Antioxidants-Related Superoxide Dismutase (SOD), Catalase (CAT), Glutathione Peroxidase (GPX), Glutathione-S-Transferase (GST), and Nitric Oxide Synthase (NOS) Gene Variants Analysis in an Obese Population: A Preliminary Case-Control Study

Oxidative stress and antioxidants play an important role in obesity etiopathology. Genetic variants, including single nucleotide polymorphisms (SNPs) of the antioxidant-related genes, may impact disease risk in several populations. This preliminary study aimed to explore the association of 12 SNPs related to superoxide dismutase (SOD), catalase (CAT), glutathione peroxidase (GPX), glutathione-S-transferase (GST), and nitric oxide synthase (NOS) genes with obesity susceptibility in a Saudi population. A total of 384 unrelated participants, including 154 (40.1%) obese individuals, were enrolled. TaqMan OpenArray Genotyping assays were used.

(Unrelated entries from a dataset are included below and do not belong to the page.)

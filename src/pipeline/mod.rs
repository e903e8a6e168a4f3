pub mod classifier; // Model adapter: artifact load + label/probability queries
pub mod encoder; // Category encoder
pub mod features; // Feature vector builder, fixed model column order
pub mod processor; // Submission state machine: encode → predict → outcome
pub mod reference; // Comparison dataset aggregates
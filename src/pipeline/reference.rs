//! Comparison dataset: the historical cohort shown next to a prediction.
//!
//! Loaded once at startup; only aggregate statistics are kept.

use std::io::Read;
use std::path::{Path, PathBuf};

use serde::{Deserialize, Serialize};

use crate::models::patient::PatientForm;

/// Columns the cohort file must provide. Others are ignored.
pub const REQUIRED_COLUMNS: [&str; 4] = ["bmi", "avg_glucose_level", "age", "stroke"];

#[derive(Debug, thiserror::Error)]
pub enum DatasetError {
    #[error("Dataset file not found: {0}")]
    NotFound(PathBuf),
    #[error("Failed to read dataset: {0}")]
    Csv(#[from] csv::Error),
    #[error("Dataset is missing required column: {0}")]
    MissingColumn(&'static str),
}

/// One cohort row, reduced to the columns we aggregate.
///
/// Non-numeric cells (`N/A`, empty) deserialize to `None` and are skipped by
/// the means, the same way a dataframe mean skips NaN.
#[derive(Debug, Deserialize)]
struct CohortRow {
    #[serde(deserialize_with = "csv::invalid_option")]
    bmi: Option<f64>,
    #[serde(deserialize_with = "csv::invalid_option")]
    avg_glucose_level: Option<f64>,
    #[serde(deserialize_with = "csv::invalid_option")]
    age: Option<f64>,
    #[serde(deserialize_with = "csv::invalid_option")]
    stroke: Option<f64>,
}

/// Aggregates over the cohort. Computed once, never mutated.
#[derive(Debug, Clone, PartialEq, Serialize)]
pub struct ReferenceStats {
    pub total_records: u64,
    pub stroke_cases: u64,
    pub mean_bmi: Option<f64>,
    pub mean_avg_glucose_level: Option<f64>,
    pub mean_age: Option<f64>,
}

/// One bar pair of the comparison chart.
#[derive(Debug, Clone, PartialEq, Serialize)]
pub struct ComparisonRow {
    pub metric: &'static str,
    pub your_value: f64,
    pub dataset_average: Option<f64>,
}

#[derive(Default)]
struct Mean {
    sum: f64,
    count: u64,
}

impl Mean {
    fn add(&mut self, value: Option<f64>) {
        if let Some(v) = value.filter(|v| v.is_finite()) {
            self.sum += v;
            self.count += 1;
        }
    }

    fn value(&self) -> Option<f64> {
        (self.count > 0).then(|| self.sum / self.count as f64)
    }
}

impl ReferenceStats {
    /// Load the cohort CSV at `path`.
    pub fn load(path: &Path) -> Result<Self, DatasetError> {
        if !path.exists() {
            return Err(DatasetError::NotFound(path.to_path_buf()));
        }
        let reader = csv::Reader::from_path(path)?;
        let stats = Self::from_csv(reader)?;
        tracing::info!(
            path = %path.display(),
            total = stats.total_records,
            stroke_cases = stats.stroke_cases,
            "Reference dataset loaded"
        );
        Ok(stats)
    }

    /// Aggregate from any CSV source with a header row.
    pub fn from_reader<R: Read>(source: R) -> Result<Self, DatasetError> {
        Self::from_csv(csv::Reader::from_reader(source))
    }

    fn from_csv<R: Read>(mut reader: csv::Reader<R>) -> Result<Self, DatasetError> {
        let headers = reader.headers()?.clone();
        for column in REQUIRED_COLUMNS {
            if !headers.iter().any(|h| h == column) {
                return Err(DatasetError::MissingColumn(column));
            }
        }

        let mut total_records = 0u64;
        let mut stroke_sum = 0.0f64;
        let mut bmi = Mean::default();
        let mut glucose = Mean::default();
        let mut age = Mean::default();

        for row in reader.deserialize::<CohortRow>() {
            let row = row?;
            total_records += 1;
            bmi.add(row.bmi);
            glucose.add(row.avg_glucose_level);
            age.add(row.age);
            stroke_sum += row.stroke.filter(|v| v.is_finite()).unwrap_or(0.0);
        }

        Ok(Self {
            total_records,
            stroke_cases: stroke_sum.round().max(0.0) as u64,
            mean_bmi: bmi.value(),
            mean_avg_glucose_level: glucose.value(),
            mean_age: age.value(),
        })
    }

    /// Patient values next to cohort means: BMI, glucose, age.
    pub fn compare(&self, form: &PatientForm) -> Vec<ComparisonRow> {
        vec![
            ComparisonRow {
                metric: "BMI",
                your_value: form.bmi,
                dataset_average: self.mean_bmi,
            },
            ComparisonRow {
                metric: "Average Glucose Level",
                your_value: form.avg_glucose_level,
                dataset_average: self.mean_avg_glucose_level,
            },
            ComparisonRow {
                metric: "Age",
                your_value: f64::from(form.age),
                dataset_average: self.mean_age,
            },
        ]
    }
}
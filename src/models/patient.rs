use serde::{Deserialize, Serialize};

use crate::models::enums::CategoricalField;
use crate::pipeline::encoder::{self, EncodeError};

/// Bounds and default of a numeric form input.
#[derive(Debug, Clone, Copy, PartialEq)]
pub struct NumericRange {
    pub min: f64,
    pub max: f64,
    pub default: f64,
    pub step: f64,
}

impl NumericRange {
    pub fn contains(&self, value: f64) -> bool {
        value.is_finite() && value >= self.min && value <= self.max
    }
}

pub const AGE_RANGE: NumericRange = NumericRange {
    min: 0.0,
    max: 120.0,
    default: 30.0,
    step: 1.0,
};

pub const GLUCOSE_RANGE: NumericRange = NumericRange {
    min: 50.0,
    max: 300.0,
    default: 100.0,
    step: 0.01,
};

pub const BMI_RANGE: NumericRange = NumericRange {
    min: 10.0,
    max: 60.0,
    default: 20.0,
    step: 0.01,
};

/// Raw form input, as a user entered it.
///
/// Categorical fields carry the human-readable label; encoding happens in
/// [`PatientForm::to_record`].
#[derive(Debug, Clone, PartialEq, Serialize, Deserialize)]
pub struct PatientForm {
    pub gender: String,
    pub age: u32,
    pub hypertension: u8,
    pub heart_disease: u8,
    pub ever_married: String,
    pub work_type: String,
    #[serde(rename = "Residence_type", alias = "residence_type")]
    pub residence_type: String,
    pub avg_glucose_level: f64,
    pub bmi: f64,
    pub smoking_status: String,
}

impl Default for PatientForm {
    /// First option of every dropdown and the documented numeric defaults.
    fn default() -> Self {
        Self {
            gender: CategoricalField::Gender.default_label().into(),
            age: AGE_RANGE.default as u32,
            hypertension: 0,
            heart_disease: 0,
            ever_married: CategoricalField::EverMarried.default_label().into(),
            work_type: CategoricalField::WorkType.default_label().into(),
            residence_type: CategoricalField::ResidenceType.default_label().into(),
            avg_glucose_level: GLUCOSE_RANGE.default,
            bmi: BMI_RANGE.default,
            smoking_status: CategoricalField::SmokingStatus.default_label().into(),
        }
    }
}

impl PatientForm {
    /// Check UI-level ranges and encode every categorical label.
    pub fn to_record(&self) -> Result<PatientRecord, FormError> {
        check_range("age", f64::from(self.age), &AGE_RANGE)?;
        check_range("avg_glucose_level", self.avg_glucose_level, &GLUCOSE_RANGE)?;
        check_range("bmi", self.bmi, &BMI_RANGE)?;
        check_flag("hypertension", self.hypertension)?;
        check_flag("heart_disease", self.heart_disease)?;

        Ok(PatientRecord {
            gender: encoder::encode(CategoricalField::Gender, &self.gender)?,
            age: self.age,
            hypertension: self.hypertension,
            heart_disease: self.heart_disease,
            ever_married: encoder::encode(CategoricalField::EverMarried, &self.ever_married)?,
            work_type: encoder::encode(CategoricalField::WorkType, &self.work_type)?,
            residence_type: encoder::encode(CategoricalField::ResidenceType, &self.residence_type)?,
            avg_glucose_level: self.avg_glucose_level,
            bmi: self.bmi,
            smoking_status: encoder::encode(CategoricalField::SmokingStatus, &self.smoking_status)?,
        })
    }
}

fn check_range(field: &'static str, value: f64, range: &NumericRange) -> Result<(), FormError> {
    if range.contains(value) {
        Ok(())
    } else {
        Err(FormError::OutOfRange {
            field,
            value,
            min: range.min,
            max: range.max,
        })
    }
}

fn check_flag(field: &'static str, value: u8) -> Result<(), FormError> {
    match value {
        0 | 1 => Ok(()),
        _ => Err(FormError::InvalidFlag { field, value }),
    }
}

/// One patient with every categorical field already encoded.
#[derive(Debug, Clone, Copy, PartialEq, Serialize)]
pub struct PatientRecord {
    pub gender: u8,
    pub age: u32,
    pub hypertension: u8,
    pub heart_disease: u8,
    pub ever_married: u8,
    pub work_type: u8,
    pub residence_type: u8,
    pub avg_glucose_level: f64,
    pub bmi: f64,
    pub smoking_status: u8,
}

/// Input problems caught before the classifier is consulted.
#[derive(Debug, Clone, PartialEq, thiserror::Error)]
pub enum FormError {
    #[error("{field} must be between {min} and {max} (got {value})")]
    OutOfRange {
        field: &'static str,
        value: f64,
        min: f64,
        max: f64,
    },
    #[error("{field} must be 0 or 1 (got {value})")]
    InvalidFlag { field: &'static str, value: u8 },
    #[error("{field} is not a number: {value:?}")]
    NotANumber { field: &'static str, value: String },
    #[error(transparent)]
    Encode(#[from] EncodeError),
}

Six SNPs were significantly more prevalent in obese cohorts: (1) GSTM1 rs1056806*C/T; (2) SOD1 rs2234694*A; (3) SOD2 rs4880*G; (4) SOD3 rs2536512*A; (5) GPX1 rs1800668*A; (6) NOS3 rs1799983*G. Four SNPs were associated with higher obesity risk under heterozygote and dominant models for GSTM1 rs1056806 (C/T), homozygote model for SOD2 rs4880 (A/G), and homozygote and recessive models for GPX1 rs1800668 (A/G). In contrast, SOD3 rs2536512 (A/G) were less likely to be obese under heterozygote and dominant models. The CGAG, CAAA, TGGG, and CGAG combined genotypes showed a higher risk of obesity. In conclusion, the present results suggest that oxidative-stress-related genetic determinants could significantly associate with obesity risk in the study population.

Automated summary

The study investigated the association of 12 SNPs related to antioxidants with obesity susceptibility in a Saudi population. Results suggest that genetic determinants related to oxidative stress could significantly associate with obesity risk in the study population.